▸ **The problem**: Lines holding the word "ProvisioningAction" are the ones to copy from the data below.

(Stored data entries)
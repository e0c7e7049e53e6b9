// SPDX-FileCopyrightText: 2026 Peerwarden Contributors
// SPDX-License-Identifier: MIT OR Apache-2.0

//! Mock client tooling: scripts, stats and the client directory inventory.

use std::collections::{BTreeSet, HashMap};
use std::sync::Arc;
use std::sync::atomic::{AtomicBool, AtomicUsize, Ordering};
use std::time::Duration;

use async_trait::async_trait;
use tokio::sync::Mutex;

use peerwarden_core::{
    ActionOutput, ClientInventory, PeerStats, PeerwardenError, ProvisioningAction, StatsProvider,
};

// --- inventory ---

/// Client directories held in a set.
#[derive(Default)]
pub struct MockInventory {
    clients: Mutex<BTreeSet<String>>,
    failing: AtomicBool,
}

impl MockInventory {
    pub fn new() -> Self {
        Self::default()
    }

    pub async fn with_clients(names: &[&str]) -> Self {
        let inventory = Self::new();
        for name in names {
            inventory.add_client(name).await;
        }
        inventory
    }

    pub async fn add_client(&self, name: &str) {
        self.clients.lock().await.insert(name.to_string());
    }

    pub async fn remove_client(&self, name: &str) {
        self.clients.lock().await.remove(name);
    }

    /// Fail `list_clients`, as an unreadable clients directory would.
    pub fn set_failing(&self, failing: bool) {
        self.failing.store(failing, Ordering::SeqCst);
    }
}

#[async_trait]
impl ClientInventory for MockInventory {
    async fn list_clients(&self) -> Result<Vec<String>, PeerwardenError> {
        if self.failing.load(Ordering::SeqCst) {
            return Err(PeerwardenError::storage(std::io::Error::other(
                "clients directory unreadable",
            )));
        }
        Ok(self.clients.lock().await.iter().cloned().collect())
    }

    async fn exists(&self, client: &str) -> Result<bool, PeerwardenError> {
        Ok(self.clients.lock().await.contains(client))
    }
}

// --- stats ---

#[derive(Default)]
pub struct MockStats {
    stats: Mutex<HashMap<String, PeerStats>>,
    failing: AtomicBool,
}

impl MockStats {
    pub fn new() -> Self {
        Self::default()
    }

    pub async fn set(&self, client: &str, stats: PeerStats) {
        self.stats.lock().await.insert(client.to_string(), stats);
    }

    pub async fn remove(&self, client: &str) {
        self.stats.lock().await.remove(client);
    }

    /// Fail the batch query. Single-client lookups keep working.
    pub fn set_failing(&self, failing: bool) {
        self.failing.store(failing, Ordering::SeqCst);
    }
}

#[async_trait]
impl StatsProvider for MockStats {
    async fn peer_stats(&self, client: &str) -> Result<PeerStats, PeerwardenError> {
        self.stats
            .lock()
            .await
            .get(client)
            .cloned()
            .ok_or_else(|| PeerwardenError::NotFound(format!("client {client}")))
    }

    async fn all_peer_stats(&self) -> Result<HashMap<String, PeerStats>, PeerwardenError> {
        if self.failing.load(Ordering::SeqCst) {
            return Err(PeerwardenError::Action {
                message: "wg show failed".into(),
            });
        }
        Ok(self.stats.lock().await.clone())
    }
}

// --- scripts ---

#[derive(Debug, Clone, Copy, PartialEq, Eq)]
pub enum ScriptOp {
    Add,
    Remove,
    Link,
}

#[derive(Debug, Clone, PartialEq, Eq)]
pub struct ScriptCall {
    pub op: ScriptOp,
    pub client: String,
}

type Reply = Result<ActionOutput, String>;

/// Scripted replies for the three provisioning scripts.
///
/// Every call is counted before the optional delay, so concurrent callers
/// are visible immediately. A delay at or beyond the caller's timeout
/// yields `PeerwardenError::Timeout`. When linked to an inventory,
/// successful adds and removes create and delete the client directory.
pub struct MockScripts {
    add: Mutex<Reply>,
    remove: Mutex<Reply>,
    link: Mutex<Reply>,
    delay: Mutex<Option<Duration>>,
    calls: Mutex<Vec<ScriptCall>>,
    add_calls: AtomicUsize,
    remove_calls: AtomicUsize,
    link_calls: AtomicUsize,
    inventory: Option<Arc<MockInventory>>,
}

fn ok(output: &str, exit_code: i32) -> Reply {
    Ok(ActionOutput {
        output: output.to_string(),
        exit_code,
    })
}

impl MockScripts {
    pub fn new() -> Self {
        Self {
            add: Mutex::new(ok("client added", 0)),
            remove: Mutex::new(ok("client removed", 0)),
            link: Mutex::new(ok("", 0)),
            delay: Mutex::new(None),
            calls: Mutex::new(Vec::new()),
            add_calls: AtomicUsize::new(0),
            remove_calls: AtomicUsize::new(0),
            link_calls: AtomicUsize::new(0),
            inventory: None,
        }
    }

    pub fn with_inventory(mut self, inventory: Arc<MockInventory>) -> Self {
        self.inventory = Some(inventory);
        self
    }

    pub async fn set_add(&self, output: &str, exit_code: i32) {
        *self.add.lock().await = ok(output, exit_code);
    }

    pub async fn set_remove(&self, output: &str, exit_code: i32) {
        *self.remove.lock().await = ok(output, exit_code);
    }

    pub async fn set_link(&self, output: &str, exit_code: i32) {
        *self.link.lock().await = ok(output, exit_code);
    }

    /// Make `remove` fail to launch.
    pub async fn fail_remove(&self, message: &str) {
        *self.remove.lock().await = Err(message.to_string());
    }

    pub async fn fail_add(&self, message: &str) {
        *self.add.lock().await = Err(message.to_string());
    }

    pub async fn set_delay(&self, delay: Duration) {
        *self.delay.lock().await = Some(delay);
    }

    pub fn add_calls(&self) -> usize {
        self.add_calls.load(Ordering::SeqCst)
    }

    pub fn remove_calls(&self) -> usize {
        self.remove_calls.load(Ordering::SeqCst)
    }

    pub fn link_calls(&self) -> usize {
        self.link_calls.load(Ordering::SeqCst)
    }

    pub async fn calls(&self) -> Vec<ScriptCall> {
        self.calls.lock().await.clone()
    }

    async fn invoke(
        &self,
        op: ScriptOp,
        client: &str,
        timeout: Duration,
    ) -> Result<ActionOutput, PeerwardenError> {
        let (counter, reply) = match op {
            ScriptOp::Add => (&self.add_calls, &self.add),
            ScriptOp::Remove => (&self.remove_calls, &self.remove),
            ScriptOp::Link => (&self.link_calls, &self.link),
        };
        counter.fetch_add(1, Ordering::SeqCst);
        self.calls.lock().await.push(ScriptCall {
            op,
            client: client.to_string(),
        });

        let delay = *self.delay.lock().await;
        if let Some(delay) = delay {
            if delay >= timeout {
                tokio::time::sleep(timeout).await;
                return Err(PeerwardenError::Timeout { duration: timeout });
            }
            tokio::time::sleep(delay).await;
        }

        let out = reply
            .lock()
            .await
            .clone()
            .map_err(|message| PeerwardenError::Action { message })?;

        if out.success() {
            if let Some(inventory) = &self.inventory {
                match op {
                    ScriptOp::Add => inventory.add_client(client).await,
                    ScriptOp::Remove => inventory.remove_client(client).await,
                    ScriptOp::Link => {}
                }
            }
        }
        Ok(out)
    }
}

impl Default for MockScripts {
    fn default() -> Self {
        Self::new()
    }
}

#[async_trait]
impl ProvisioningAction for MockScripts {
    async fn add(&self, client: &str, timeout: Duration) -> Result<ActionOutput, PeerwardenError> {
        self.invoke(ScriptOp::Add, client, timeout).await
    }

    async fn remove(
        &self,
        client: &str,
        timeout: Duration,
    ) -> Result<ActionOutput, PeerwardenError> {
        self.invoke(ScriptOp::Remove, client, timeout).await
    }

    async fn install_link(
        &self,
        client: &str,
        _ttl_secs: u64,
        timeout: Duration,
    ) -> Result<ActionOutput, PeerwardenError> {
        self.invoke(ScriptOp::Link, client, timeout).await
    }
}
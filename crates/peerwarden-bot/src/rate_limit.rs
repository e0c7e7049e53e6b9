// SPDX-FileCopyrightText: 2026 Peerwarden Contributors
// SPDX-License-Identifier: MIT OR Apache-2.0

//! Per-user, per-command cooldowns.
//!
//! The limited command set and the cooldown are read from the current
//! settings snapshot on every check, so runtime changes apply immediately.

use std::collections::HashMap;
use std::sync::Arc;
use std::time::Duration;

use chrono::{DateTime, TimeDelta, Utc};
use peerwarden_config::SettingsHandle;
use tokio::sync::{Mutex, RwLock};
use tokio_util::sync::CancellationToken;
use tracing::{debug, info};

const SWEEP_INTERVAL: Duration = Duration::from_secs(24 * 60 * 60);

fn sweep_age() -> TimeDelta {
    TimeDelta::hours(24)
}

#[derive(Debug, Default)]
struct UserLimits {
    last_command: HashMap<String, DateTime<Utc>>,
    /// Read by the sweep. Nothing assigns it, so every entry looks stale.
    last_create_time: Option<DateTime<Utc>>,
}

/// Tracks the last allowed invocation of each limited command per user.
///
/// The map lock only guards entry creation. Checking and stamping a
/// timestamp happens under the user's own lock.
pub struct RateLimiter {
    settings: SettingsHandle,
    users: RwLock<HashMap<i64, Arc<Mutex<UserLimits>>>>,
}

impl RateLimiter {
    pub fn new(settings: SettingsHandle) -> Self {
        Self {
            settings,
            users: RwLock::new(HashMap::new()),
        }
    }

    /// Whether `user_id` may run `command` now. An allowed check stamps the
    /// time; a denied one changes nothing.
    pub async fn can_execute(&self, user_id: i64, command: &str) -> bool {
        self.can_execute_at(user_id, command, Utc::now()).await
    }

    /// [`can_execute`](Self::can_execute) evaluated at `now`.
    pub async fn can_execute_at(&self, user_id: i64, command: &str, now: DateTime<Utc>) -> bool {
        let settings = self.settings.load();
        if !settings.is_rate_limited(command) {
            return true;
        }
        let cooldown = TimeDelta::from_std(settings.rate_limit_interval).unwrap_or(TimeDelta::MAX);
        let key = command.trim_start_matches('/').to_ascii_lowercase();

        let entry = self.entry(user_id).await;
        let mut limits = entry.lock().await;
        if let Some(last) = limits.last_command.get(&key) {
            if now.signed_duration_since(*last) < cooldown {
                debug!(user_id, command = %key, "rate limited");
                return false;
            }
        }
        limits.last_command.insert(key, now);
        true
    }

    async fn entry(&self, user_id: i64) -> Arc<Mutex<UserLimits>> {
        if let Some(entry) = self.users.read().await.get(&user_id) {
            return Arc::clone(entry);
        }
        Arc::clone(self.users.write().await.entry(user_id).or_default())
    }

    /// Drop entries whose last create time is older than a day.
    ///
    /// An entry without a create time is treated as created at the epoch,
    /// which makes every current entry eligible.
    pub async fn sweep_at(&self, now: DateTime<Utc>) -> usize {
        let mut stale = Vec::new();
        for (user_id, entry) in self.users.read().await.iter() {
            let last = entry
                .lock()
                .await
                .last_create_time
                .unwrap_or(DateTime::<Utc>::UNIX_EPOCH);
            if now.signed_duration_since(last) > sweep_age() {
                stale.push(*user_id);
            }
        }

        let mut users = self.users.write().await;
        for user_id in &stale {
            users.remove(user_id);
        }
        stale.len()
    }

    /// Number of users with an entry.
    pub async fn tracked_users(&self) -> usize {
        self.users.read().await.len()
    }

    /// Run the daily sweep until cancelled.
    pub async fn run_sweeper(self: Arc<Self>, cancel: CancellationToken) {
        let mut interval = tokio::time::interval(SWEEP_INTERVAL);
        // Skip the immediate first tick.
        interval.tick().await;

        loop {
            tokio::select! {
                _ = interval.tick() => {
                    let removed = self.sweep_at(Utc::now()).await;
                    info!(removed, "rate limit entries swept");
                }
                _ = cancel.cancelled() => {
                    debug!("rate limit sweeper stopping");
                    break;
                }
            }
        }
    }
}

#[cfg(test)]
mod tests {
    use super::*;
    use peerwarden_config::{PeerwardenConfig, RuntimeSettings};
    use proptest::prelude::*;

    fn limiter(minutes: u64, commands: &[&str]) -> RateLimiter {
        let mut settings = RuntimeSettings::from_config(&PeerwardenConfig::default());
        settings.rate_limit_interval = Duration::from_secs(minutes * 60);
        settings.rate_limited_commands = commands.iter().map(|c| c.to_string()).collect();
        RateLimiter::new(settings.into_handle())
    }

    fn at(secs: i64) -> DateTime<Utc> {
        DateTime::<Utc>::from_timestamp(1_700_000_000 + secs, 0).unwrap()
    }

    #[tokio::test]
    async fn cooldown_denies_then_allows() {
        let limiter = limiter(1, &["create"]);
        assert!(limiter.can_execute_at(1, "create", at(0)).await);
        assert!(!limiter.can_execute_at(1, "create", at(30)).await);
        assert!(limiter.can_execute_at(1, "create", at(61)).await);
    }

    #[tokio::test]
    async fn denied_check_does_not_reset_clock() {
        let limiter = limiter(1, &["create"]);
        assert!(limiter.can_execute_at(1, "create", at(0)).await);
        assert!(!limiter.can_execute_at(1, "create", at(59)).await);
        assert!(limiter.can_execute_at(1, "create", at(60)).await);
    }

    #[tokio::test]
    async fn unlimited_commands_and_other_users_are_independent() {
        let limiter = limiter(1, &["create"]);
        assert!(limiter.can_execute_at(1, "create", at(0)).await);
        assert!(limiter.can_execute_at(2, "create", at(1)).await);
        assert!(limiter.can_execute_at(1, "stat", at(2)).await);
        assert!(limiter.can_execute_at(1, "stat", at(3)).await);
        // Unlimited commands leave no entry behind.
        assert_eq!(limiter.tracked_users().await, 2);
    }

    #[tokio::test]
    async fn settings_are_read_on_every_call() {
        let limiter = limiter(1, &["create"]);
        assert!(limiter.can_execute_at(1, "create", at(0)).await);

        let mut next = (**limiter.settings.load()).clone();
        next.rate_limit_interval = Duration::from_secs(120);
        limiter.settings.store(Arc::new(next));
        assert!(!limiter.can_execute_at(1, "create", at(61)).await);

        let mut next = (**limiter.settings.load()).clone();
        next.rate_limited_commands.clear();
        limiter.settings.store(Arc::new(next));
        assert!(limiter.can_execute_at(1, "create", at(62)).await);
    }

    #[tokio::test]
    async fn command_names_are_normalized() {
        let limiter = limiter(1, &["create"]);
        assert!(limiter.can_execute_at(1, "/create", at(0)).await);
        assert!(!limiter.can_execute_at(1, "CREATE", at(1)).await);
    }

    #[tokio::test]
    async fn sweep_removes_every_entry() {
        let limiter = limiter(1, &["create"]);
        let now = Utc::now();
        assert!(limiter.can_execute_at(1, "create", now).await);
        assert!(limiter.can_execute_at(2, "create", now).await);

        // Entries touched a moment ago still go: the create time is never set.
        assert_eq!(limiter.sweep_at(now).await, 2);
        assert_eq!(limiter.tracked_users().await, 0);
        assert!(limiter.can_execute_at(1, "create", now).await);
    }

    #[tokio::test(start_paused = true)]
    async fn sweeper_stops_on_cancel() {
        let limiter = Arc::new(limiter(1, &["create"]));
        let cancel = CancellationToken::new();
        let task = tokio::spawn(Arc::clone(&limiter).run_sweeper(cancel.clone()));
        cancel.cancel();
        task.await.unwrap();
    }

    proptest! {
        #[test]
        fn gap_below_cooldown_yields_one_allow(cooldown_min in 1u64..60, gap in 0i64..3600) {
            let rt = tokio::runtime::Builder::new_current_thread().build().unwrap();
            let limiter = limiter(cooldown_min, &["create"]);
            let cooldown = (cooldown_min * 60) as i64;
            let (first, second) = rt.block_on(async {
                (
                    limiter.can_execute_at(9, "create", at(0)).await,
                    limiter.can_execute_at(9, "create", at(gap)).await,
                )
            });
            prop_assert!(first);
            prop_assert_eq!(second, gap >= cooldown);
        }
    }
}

▸ **Final answer**:
    ActionOutput, ClientInventory, PeerStats, PeerwardenError, ProvisioningAction, StatsProvider,
impl ProvisioningAction for MockScripts {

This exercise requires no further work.